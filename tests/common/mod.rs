#![allow(dead_code)]

use axum::body::{Body, Bytes};
use axum::extract::State;
use axum::http::{HeaderMap, Method, Response, Uri};
use axum::Router;
use loom_mcp::config::Config;
use loom_mcp::mcp::server::McpServer;
use once_cell::sync::Lazy;
use serde_json::{json, Value};
use std::collections::HashMap;
use std::sync::{Arc, Mutex as StdMutex};
use tokio::sync::Mutex;

pub static ENV_LOCK: Lazy<Mutex<()>> = Lazy::new(|| Mutex::new(()));

pub const TOKEN: &str = "test-token";

/// One request as the stub upstream saw it.
#[derive(Debug, Clone)]
pub struct Recorded {
    pub method: String,
    pub path: String,
    pub query: HashMap<String, String>,
    pub headers: HashMap<String, String>,
    pub body: Option<Value>,
}

#[derive(Debug, Clone)]
struct Canned {
    status: u16,
    headers: Vec<(String, String)>,
    body: String,
}

#[derive(Default)]
struct StubState {
    routes: StdMutex<HashMap<String, Canned>>,
    requests: StdMutex<Vec<Recorded>>,
}

/// Local HTTP server standing in for the Loom API. Unrouted requests get
/// `200 {}`.
pub struct StubUpstream {
    pub base_url: String,
    state: Arc<StubState>,
}

impl StubUpstream {
    pub async fn start() -> Self {
        let state = Arc::new(StubState::default());
        let router = Router::new().fallback(record).with_state(state.clone());
        let listener = tokio::net::TcpListener::bind("127.0.0.1:0")
            .await
            .expect("bind stub upstream");
        let addr = listener.local_addr().expect("stub address");
        tokio::spawn(async move {
            axum::serve(listener, router).await.expect("stub upstream");
        });
        Self {
            base_url: format!("http://{}/v1", addr),
            state,
        }
    }

    pub fn respond(&self, method: &str, path: &str, status: u16, body: Value) {
        let body = if body.is_null() {
            String::new()
        } else {
            body.to_string()
        };
        self.respond_raw(method, path, status, Vec::new(), body);
    }

    pub fn respond_raw(
        &self,
        method: &str,
        path: &str,
        status: u16,
        headers: Vec<(&str, &str)>,
        body: String,
    ) {
        let canned = Canned {
            status,
            headers: headers
                .into_iter()
                .map(|(k, v)| (k.to_string(), v.to_string()))
                .collect(),
            body,
        };
        self.state
            .routes
            .lock()
            .unwrap()
            .insert(route_key(method, path), canned);
    }

    pub fn requests(&self) -> Vec<Recorded> {
        self.state.requests.lock().unwrap().clone()
    }

    pub fn hits(&self) -> usize {
        self.state.requests.lock().unwrap().len()
    }

    pub fn last(&self) -> Recorded {
        self.requests().pop().expect("at least one upstream request")
    }

    /// `_meta.headers` pointing a call at this stub with the test token.
    pub fn meta(&self) -> Value {
        json!({"headers": {"x-loom-access-token": TOKEN, "x-loom-base-url": self.base_url}})
    }
}

fn route_key(method: &str, path: &str) -> String {
    format!("{} {}", method.to_ascii_uppercase(), path)
}

async fn record(
    State(state): State<Arc<StubState>>,
    method: Method,
    uri: Uri,
    headers: HeaderMap,
    body: Bytes,
) -> Response<Body> {
    let query = uri
        .query()
        .map(|q| {
            url::form_urlencoded::parse(q.as_bytes())
                .into_owned()
                .collect()
        })
        .unwrap_or_default();
    let headers = headers
        .iter()
        .filter_map(|(k, v)| v.to_str().ok().map(|v| (k.as_str().to_string(), v.to_string())))
        .collect();
    let body = serde_json::from_slice(&body).ok();
    state.requests.lock().unwrap().push(Recorded {
        method: method.as_str().to_string(),
        path: uri.path().to_string(),
        query,
        headers,
        body,
    });

    let canned = state
        .routes
        .lock()
        .unwrap()
        .get(&route_key(method.as_str(), uri.path()))
        .cloned()
        .unwrap_or(Canned {
            status: 200,
            headers: Vec::new(),
            body: "{}".to_string(),
        });
    let mut builder = Response::builder()
        .status(canned.status)
        .header("content-type", "application/json");
    for (name, value) in &canned.headers {
        builder = builder.header(name.as_str(), value.as_str());
    }
    builder.body(Body::from(canned.body)).unwrap()
}

pub fn server() -> McpServer {
    McpServer::new(Config::default()).expect("server must initialize")
}

/// Calls a tool the way an MCP client would and returns the result object.
pub async fn call(server: &McpServer, tool: &str, args: Value, meta: Value) -> Value {
    server
        .handle_tools_call(&json!({"name": tool, "arguments": args, "_meta": meta}))
        .await
        .expect("tools/call must produce a result envelope")
}

pub fn text(result: &Value) -> &str {
    result["content"][0]["text"].as_str().unwrap_or_default()
}

pub fn is_error(result: &Value) -> bool {
    result["isError"].as_bool().unwrap_or(false)
}

/// Parses the success payload back out of the text content.
pub fn payload(result: &Value) -> Value {
    assert!(!is_error(result), "unexpected error: {}", text(result));
    serde_json::from_str(text(result)).expect("success text must be JSON")
}

pub fn video_json(id: &str) -> Value {
    json!({
        "id": id,
        "title": "Weekly demo",
        "description": "Sprint review",
        "status": "ready",
        "privacy": "public",
        "duration": 125.5,
        "view_count": 12,
        "created_at": "2024-03-01T10:00:00Z",
        "updated_at": "2024-03-02T10:00:00Z",
        "owner": {"id": "u1", "name": "Sam", "email": "sam@example.com"},
        "folder_id": "f1"
    })
}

######

Go over the records above and tally each line that includes "bind". Give the total by itself.

2